WHAT THE EXERCISE ASKS → The sole answer should be the number of lines in the material below that hold "self".

[DATA TO EXAMINE Boundary: Start]

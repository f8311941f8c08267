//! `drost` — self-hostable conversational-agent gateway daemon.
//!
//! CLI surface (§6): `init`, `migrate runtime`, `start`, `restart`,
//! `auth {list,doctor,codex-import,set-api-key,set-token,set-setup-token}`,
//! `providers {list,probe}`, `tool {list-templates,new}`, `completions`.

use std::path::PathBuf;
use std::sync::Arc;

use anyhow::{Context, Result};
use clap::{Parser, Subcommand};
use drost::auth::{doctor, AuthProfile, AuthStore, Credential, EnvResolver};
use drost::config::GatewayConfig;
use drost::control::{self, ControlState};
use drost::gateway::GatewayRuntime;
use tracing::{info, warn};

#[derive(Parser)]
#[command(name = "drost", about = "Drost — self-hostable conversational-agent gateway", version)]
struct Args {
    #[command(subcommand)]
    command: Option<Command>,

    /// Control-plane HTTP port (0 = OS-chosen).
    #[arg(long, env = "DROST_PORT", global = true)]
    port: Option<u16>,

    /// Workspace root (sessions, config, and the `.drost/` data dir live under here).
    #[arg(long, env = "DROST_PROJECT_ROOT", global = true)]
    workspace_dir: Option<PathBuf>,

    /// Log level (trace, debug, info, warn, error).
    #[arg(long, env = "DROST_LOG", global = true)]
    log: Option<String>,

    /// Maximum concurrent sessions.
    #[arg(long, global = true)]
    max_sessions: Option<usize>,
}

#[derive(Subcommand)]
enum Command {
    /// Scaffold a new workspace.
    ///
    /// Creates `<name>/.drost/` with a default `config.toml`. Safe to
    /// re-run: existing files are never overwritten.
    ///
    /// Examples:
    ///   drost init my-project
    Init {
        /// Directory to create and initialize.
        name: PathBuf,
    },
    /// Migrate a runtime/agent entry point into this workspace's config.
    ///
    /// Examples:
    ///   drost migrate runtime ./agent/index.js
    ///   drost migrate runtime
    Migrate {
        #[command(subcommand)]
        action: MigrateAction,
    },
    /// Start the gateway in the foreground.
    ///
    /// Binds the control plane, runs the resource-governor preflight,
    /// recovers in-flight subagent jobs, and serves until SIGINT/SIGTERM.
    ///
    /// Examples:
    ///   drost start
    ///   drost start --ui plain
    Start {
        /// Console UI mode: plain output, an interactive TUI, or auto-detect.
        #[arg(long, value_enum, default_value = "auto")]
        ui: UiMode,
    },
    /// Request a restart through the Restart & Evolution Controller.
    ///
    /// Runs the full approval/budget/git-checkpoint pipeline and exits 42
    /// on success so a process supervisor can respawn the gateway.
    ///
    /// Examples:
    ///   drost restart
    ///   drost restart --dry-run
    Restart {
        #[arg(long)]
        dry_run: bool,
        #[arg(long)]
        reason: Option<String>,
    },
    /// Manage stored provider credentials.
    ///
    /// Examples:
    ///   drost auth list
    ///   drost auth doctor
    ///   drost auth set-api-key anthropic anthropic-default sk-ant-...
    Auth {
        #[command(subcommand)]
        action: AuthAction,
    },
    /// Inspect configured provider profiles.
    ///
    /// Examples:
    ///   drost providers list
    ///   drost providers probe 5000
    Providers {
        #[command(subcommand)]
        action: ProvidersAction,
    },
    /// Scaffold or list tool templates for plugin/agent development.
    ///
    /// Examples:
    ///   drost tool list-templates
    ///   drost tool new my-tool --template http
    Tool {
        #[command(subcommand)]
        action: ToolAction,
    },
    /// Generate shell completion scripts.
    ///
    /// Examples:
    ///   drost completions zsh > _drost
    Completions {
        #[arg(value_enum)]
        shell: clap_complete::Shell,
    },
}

[DATA TO EXAMINE Boundary: End]

RESPONSE → 3